Using the listing below, retype exactly the lines starting at the one with "if self.modulus == 1" and ending at the one with "let mut t = 0u64;", and include both.

Provided entries:
_ _ _ _ _ _ _

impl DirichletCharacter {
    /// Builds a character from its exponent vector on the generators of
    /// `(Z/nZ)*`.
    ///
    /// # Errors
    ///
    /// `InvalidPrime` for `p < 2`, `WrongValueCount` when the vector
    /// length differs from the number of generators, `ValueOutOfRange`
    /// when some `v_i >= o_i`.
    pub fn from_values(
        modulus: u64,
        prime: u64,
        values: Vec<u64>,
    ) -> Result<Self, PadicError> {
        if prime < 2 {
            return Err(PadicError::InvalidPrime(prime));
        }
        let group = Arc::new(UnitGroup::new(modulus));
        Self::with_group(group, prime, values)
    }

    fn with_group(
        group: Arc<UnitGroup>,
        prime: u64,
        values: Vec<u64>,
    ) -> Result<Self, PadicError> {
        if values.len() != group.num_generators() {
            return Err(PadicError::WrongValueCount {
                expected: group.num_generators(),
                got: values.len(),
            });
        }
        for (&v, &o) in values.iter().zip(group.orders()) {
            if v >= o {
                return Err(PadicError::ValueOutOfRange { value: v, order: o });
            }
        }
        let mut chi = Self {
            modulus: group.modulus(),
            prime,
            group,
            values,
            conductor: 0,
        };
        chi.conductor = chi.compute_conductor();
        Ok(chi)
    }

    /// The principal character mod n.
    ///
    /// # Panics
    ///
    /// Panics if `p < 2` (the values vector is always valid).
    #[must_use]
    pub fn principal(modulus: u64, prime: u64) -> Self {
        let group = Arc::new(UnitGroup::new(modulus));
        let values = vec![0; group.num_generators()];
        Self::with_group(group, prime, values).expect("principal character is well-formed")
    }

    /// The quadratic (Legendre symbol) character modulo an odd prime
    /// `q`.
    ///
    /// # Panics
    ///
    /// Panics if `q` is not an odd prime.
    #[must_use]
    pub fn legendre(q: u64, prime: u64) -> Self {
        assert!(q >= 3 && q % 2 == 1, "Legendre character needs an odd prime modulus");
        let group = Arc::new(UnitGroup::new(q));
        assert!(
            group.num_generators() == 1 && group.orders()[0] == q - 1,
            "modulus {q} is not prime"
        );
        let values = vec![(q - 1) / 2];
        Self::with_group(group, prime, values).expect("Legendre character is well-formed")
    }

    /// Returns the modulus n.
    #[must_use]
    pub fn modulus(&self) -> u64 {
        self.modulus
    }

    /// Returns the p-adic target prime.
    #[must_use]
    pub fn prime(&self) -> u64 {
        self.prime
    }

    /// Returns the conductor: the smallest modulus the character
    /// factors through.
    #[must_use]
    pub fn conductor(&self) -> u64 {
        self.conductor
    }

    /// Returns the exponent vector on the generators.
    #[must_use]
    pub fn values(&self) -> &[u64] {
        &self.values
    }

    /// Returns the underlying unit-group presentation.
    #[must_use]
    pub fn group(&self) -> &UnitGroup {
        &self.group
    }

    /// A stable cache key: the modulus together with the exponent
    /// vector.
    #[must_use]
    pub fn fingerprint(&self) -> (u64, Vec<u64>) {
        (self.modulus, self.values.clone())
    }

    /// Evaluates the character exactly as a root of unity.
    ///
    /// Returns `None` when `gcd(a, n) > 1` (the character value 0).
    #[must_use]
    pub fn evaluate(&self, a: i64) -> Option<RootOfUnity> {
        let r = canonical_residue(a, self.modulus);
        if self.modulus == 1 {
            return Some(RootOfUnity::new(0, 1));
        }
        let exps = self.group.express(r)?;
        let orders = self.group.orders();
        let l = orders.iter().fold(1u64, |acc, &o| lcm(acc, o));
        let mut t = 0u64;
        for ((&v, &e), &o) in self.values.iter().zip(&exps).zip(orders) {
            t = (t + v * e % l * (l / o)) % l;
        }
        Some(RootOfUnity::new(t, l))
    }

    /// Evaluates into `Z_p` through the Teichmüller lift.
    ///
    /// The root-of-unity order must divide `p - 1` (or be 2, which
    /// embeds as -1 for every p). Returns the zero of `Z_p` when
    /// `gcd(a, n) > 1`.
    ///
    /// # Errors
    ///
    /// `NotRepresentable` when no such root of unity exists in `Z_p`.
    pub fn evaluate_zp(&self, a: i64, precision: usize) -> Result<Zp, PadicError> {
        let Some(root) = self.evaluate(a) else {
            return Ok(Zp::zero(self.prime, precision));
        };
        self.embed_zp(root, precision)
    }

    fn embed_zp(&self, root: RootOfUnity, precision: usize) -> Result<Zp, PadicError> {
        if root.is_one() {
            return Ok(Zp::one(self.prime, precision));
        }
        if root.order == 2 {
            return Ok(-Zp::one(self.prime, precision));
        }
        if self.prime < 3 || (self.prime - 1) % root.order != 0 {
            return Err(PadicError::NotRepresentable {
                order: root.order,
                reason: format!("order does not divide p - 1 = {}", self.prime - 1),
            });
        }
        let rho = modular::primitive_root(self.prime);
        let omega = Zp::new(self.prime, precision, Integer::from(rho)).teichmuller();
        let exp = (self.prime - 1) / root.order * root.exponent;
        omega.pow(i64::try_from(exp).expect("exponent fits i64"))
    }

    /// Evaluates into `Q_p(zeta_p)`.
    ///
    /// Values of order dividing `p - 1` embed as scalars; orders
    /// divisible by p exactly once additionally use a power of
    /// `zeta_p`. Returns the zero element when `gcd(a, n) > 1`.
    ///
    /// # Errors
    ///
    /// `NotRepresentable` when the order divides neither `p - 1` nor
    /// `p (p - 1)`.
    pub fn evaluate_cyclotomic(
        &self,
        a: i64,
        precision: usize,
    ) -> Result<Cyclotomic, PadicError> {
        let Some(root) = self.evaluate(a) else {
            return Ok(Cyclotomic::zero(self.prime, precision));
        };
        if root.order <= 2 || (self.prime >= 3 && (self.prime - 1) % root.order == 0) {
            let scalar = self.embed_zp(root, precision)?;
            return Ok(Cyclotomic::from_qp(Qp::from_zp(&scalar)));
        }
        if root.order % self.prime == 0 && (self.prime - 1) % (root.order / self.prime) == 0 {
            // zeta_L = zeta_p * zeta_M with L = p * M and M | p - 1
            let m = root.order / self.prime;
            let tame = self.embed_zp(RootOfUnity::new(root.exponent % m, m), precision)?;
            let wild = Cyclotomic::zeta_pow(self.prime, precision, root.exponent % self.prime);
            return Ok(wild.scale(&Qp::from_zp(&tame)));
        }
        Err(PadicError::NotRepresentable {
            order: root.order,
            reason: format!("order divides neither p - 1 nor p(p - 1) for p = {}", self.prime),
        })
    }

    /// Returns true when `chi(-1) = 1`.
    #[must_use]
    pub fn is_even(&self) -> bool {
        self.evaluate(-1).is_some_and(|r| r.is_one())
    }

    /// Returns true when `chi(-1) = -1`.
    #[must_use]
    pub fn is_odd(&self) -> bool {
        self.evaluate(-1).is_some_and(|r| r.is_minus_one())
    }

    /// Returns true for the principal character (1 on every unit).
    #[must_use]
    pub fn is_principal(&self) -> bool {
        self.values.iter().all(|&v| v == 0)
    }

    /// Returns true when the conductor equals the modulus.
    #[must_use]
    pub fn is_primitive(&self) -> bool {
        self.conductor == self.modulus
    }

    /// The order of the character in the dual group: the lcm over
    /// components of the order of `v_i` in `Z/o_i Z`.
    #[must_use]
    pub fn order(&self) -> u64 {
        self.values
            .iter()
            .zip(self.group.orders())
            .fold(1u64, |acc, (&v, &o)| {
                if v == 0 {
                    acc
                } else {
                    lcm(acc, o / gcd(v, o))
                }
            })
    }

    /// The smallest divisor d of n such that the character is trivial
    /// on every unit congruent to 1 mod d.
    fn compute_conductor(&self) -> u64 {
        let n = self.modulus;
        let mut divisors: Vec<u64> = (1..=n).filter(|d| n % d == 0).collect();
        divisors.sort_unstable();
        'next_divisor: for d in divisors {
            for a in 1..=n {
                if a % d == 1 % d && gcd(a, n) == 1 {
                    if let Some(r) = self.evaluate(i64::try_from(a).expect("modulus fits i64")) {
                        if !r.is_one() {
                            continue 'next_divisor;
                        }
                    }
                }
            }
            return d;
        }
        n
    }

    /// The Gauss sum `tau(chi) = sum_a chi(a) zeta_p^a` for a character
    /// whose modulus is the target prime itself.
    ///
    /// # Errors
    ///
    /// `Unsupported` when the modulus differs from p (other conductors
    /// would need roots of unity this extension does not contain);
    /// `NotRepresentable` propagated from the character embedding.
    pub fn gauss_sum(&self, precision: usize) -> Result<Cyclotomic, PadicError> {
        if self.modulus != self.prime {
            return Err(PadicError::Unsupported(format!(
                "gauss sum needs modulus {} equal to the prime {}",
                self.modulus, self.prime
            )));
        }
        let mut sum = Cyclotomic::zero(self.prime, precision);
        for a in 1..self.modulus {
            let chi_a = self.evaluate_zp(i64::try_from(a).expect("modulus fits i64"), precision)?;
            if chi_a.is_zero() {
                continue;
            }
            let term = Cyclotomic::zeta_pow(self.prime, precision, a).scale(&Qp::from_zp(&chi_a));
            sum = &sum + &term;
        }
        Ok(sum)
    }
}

_ _ _ _ _ _ _

Answer box:
        if self.modulus == 1 {
            return Some(RootOfUnity::new(0, 1));
        }
        let exps = self.group.express(r)?;
        let orders = self.group.orders();
        let l = orders.iter().fold(1u64, |acc, &o| lcm(acc, o));
        let mut t = 0u64;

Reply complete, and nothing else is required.